Is The Washington Post Becoming a Platform for Right-Wing Ideology?
What Adam O’Neal’s Hiring at The Washington Post Tells Us About Media and Fascism in 2025
Of all the things America needed this week—a living wage, functioning public transit, maybe breathable air—what we got instead was a new opinion editor at The Washington Post who thinks the real problem is too much ideology. Enter Adam O’Neal, the newest guy handed the keys to a legacy institution by a billionaire looking to reshape public discourse in his own Ayn Rand–adjacent image.
According to O’Neal, WaPo’s new opinion section will be “optimistic,” “not ideological,” and a proud cheerleader for “free markets and personal liberties.” Which sounds less like editorial direction and more like something written on a bar napkin at a Federalist Society happy hour. It’s a lot like saying you’re not selling a religion while handing out free Bibles and a coupon for baptism.
Let’s be honest about what this is: it’s not just a new editor. It’s a shift in who gets to shape public conversation—and whose politics get smuggled in under the label of “balance.” This isn’t even subtle. Four months ago, Jeff Bezos—the richest man in the galaxy and WaPo’s owner—announced the paper would pivot its opinion section toward a “revitalized” center-right tone, one more reflective of “American optimism.” Billionaire optimism, of course, being that special breed of hope that only thrives when unions are crushed, taxes are low, and nobody asks why your workers are peeing in bottles.
And now, Adam O’Neal is here to carry that message with a bipartisan smile.
But this isn’t a culture war sideshow. This is how fascism gets platformed through the front door—by giving it a LinkedIn profile and a subscription to The Atlantic. The right doesn’t need to storm media institutions when billionaires can just buy them and gently pivot their editorial line until you look up one day and realize the “debate” is between deregulation and, well, even more deregulation.
We’ve seen this movie before. Elon turned Twitter into a playground for far-right clout-chasers and tech bros with persecution complexes. Zuckerberg has spent years platforming anti-democratic content while pretending to be hands-off. Now Bezos is making sure The Washington Post doesn’t just report on power—it protects it.
The fascism creeping through American politics doesn’t always wear jackboots and wave flags. Sometimes it wears khakis and quotes Hayek. It believes in “freedom,” as long as that freedom doesn’t involve bodily autonomy, organizing your workplace, or being visibly queer. It pushes austerity while calling it “discipline.” It fears diversity but brands itself as “ideologically inclusive.”
And WaPo? It’s letting that worldview set the table.

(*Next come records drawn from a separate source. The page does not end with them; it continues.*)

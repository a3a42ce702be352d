// SPDX-License-Identifier: AGPL-3.0-or-later
// Copyright (c) 2025 ReifyDB

//! One subscription over one WebSocket connection.
//!
//! A session moves `Connecting → Registered → Listening → Terminated` and
//! reaches `Terminated` exactly once, whatever ends it. Nothing touches the
//! registry or the socket after that.

use std::{
	fmt::{self, Display, Formatter},
	sync::Arc,
};

use conduit_sub_server::{
	AppState, PreparedSubscription, Response, decode_request, execute_subscription, prepare_subscription,
};
use conduit_subscription::{SessionId, Subscriber};
use conduit_type::Error;
use futures_util::{Sink, SinkExt, Stream, StreamExt};
use serde_json::json;
use tokio::{
	io::{AsyncRead, AsyncWrite},
	sync::{oneshot, watch},
	time::timeout,
};
use tokio_tungstenite::{
	accept_hdr_async,
	tungstenite::{Error as WsError, Message},
};
use tracing::{debug, error, warn};

use crate::{WsConfig, handshake::require_path};

#[derive(Debug, Clone, Copy, PartialEq, Eq)]
pub enum SessionState {
	Connecting,
	Registered,
	Listening,
	Terminated,
}

/// Why a session ended.
#[derive(Debug, Clone, PartialEq)]
pub enum Termination {
	/// The WebSocket handshake did not complete.
	UpgradeFailed,
	/// The subscription request was refused before registration.
	Rejected(Error),
	/// The client closed the connection or sent a frame after subscribing.
	Unsubscribed,
	/// Reading from or writing to the client failed.
	Disconnected,
	/// Re-executing the subscription failed.
	InternalError(Error),
	/// The event type was retired by the publisher.
	Retired,
	/// The server is shutting down.
	Shutdown,
}

impl Display for Termination {
	fn fmt(&self, f: &mut Formatter<'_>) -> fmt::Result {
		match self {
			Termination::UpgradeFailed => f.write_str("upgrade failed"),
			Termination::Rejected(err) => write!(f, "rejected: {}", err),
			Termination::Unsubscribed => f.write_str("unsubscribed"),
			Termination::Disconnected => f.write_str("disconnected"),
			Termination::InternalError(err) => write!(f, "internal error: {}", err),
			Termination::Retired => f.write_str("event type retired"),
			Termination::Shutdown => f.write_str("server shutdown"),
		}
	}
}

/// What the client did after subscribing.
#[derive(Debug)]
enum ClientEvent {
	Closed,
	Errored(String),
}

/// First frame of a connection.
enum Opening {
	Request(Vec<u8>),
	Closed,
	Errored(String),
}

pub struct Session {
	id: SessionId,
	app: AppState,
	config: Arc<WsConfig>,
	state: SessionState,
	delivered: u64,
}

impl Session {
	pub fn new(app: AppState, config: Arc<WsConfig>) -> Self {
		Self {
			id: SessionId::generate(),
			app,
			config,
			state: SessionState::Connecting,
			delivered: 0,
		}
	}

	pub fn id(&self) -> SessionId {
		self.id
	}

	pub fn state(&self) -> SessionState {
		self.state
	}

	/// Drive the session over `stream` until it terminates.
	///
	/// The upgrade handshake and the subscription request each have
	/// `request_timeout` to arrive.
	pub async fn run<S>(mut self, stream: S, mut shutdown: watch::Receiver<bool>) -> Termination
	where
		S: AsyncRead + AsyncWrite + Unpin + Send + 'static,
	{
		let callback = require_path(self.config.path.clone());
		let handshake = timeout(self.config.request_timeout, accept_hdr_async(stream, callback));
		let ws = tokio::select! {
			biased;

			_ = shutdown.wait_for(|stop| *stop) => return self.terminate(Termination::Shutdown),

			accepted = handshake => match accepted {
				Ok(Ok(ws)) => ws,
				Ok(Err(err)) => {
					warn!("Session {} upgrade failed: {}", self.id, err);
					return self.terminate(Termination::UpgradeFailed);
				}
				Err(_) => {
					debug!("Session {} sent no upgrade request within {:?}", self.id, self.config.request_timeout);
					return self.terminate(Termination::UpgradeFailed);
				}
			},
		};
		let (mut sink, mut stream) = ws.split();

		let body = match timeout(self.config.request_timeout, next_request(&mut stream)).await {
			Ok(Opening::Request(body)) => body,
			Ok(Opening::Closed) => return self.terminate(Termination::Unsubscribed),
			Ok(Opening::Errored(reason)) => {
				debug!("Session {} read failed before subscribing: {}", self.id, reason);
				return self.terminate(Termination::Disconnected);
			}
			Err(_) => return self.reject(&mut sink, Error::MissingBody).await,
		};

		let subscription = match self.prepare(&body).await {
			Ok(subscription) => subscription,
			Err(err) => return self.reject(&mut sink, err).await,
		};

		let mut subscriber = match self.app.registry().register(subscription.event_type(), self.id) {
			Ok(subscriber) => subscriber,
			Err(err) => return self.reject(&mut sink, err).await,
		};
		self.transition(SessionState::Registered);

		let (closed_tx, mut closed_rx) = oneshot::channel();
		let reader = tokio::spawn(watch_client(stream, closed_tx));
		self.transition(SessionState::Listening);

		let termination = if *shutdown.borrow() {
			Termination::Shutdown
		} else {
			self.listen(&mut sink, &mut subscriber, &subscription, &mut shutdown, &mut closed_rx).await
		};

		subscriber.unregister();
		reader.abort();
		let _ = sink.close().await;

		self.terminate(termination)
	}

	async fn prepare(&self, body: &[u8]) -> conduit_type::Result<PreparedSubscription> {
		let request = decode_request(body)?;
		prepare_subscription(&self.app, request).await
	}

	async fn listen<W>(
		&mut self,
		sink: &mut W,
		subscriber: &mut Subscriber,
		subscription: &PreparedSubscription,
		shutdown: &mut watch::Receiver<bool>,
		closed: &mut oneshot::Receiver<ClientEvent>,
	) -> Termination
	where
		W: Sink<Message, Error = WsError> + Unpin,
	{
		loop {
			tokio::select! {
				biased;

				changed = shutdown.changed() => {
					if changed.is_err() || *shutdown.borrow() {
						return Termination::Shutdown;
					}
				}

				event = &mut *closed => {
					return match event {
						Ok(ClientEvent::Closed) => Termination::Unsubscribed,
						Ok(ClientEvent::Errored(reason)) => {
							debug!("Session {} read failed: {}", self.id, reason);
							Termination::Disconnected
						}
						Err(_) => Termination::Disconnected,
					};
				}

				notification = subscriber.recv() => {
					let Some(notification) = notification else {
						return Termination::Retired;
					};

					match execute_subscription(&self.app, subscription, self.id, notification.payload).await {
						Ok(data) => {
							self.app.counter().increment(subscription.event_type());
							if let Err(err) = write(sink, &Response::data(data)).await {
								debug!("Session {} write failed: {}", self.id, err);
								return Termination::Disconnected;
							}
							self.delivered += 1;
						}
						Err(err) => {
							error!("Session {} failed to execute {}: {}", self.id, subscription.event_type(), err);
							let _ = write(sink, &Response::from(&err)).await;
							return Termination::InternalError(err);
						}
					}
				}
			}
		}
	}

	async fn reject<W>(mut self, sink: &mut W, err: Error) -> Termination
	where
		W: Sink<Message, Error = WsError> + Unpin,
	{
		debug!("Session {} rejected: {}", self.id, err);
		let _ = write(sink, &Response::from(&err)).await;
		let _ = sink.close().await;
		self.terminate(Termination::Rejected(err))
	}

	fn transition(&mut self, next: SessionState) {
		debug!("Session {} {:?} -> {:?}", self.id, self.state, next);
		self.state = next;
	}

	fn terminate(&mut self, termination: Termination) -> Termination {
		self.transition(SessionState::Terminated);
		debug!("Session {} terminated after {} result(s): {}", self.id, self.delivered, termination);
		termination
	}
}

async fn write<W>(sink: &mut W, response: &Response) -> Result<(), WsError>
where
	W: Sink<Message, Error = WsError> + Unpin,
{
	let text = response.to_json().unwrap_or_else(|err| {
		error!("{}", err);
		json!({"errors": [err.to_string()]}).to_string()
	});
	sink.send(Message::text(text)).await
}

async fn next_request<R>(stream: &mut R) -> Opening
where
	R: Stream<Item = Result<Message, WsError>> + Unpin,
{
	while let Some(frame) = stream.next().await {
		match frame {
			Ok(Message::Text(text)) => return Opening::Request(text.as_bytes().to_vec()),
			Ok(Message::Binary(data)) => return Opening::Request(data.to_vec()),
			Ok(Message::Close(_)) => return Opening::Closed,
			Ok(_) => continue,
			Err(err) => return Opening::Errored(err.to_string()),
		}
	}
	Opening::Closed
}

/// Read the client stream until it signals the end of the subscription.
/// Control frames are skipped; any data frame counts as unsubscribe.
async fn watch_client<R>(mut stream: R, closed: oneshot::Sender<ClientEvent>)
where
	R: Stream<Item = Result<Message, WsError>> + Unpin,
{
	let event = loop {
		match stream.next().await {
			Some(Ok(Message::Ping(_) | Message::Pong(_) | Message::Frame(_))) => continue,
			Some(Ok(_)) | None => break ClientEvent::Closed,
			Some(Err(err)) => break ClientEvent::Errored(err.to_string()),
		}
	};
	let _ = closed.send(event);
}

So the question becomes: how will The Washington Post be held accountable when the ideas it normalizes help accelerate societal collapse? What happens when the “optimistic” center-right tone contributes to rolling back civil rights, dismantling public infrastructure, or justifying corporate surveillance in the name of “liberty”? Who checks the billionaire when he buys the paper and turns it into a newsletter for his class interests?
It won’t be his editorial board.
This moment isn’t about O’Neal personally—he’s just the newest face of a broader media shift. It’s about how the institutions that claim to be our watchdogs are increasingly being repurposed into security systems for the ruling class. And how “moderation” is often just a polite way of saying “we’ve made peace with the worst people in the room.”
We’re watching a live rebranding of late-stage capitalism as “common sense,” while anyone advocating for wealth redistribution, climate justice, or basic human rights is painted as extreme. And yes, sometimes it’s hard to tell whether you’re reading the op-ed page or a venture capitalist’s Medium post.
The worst part? We’re supposed to be grateful for it. We’re told this is the return to “serious journalism.” That it’s mature, measured, professional. But all I see is another elite institution letting the Overton Window drift right while pretending the left is being hysterical for noticing.
This isn’t journalism. It’s ideological laundering with SEO.
And if we don’t call it what it is—if we let these “optimistic” fascist-adjacent narratives embed themselves into mainstream media without resistance—then we’re not just losing the press. We’re losing the ability to name power at all.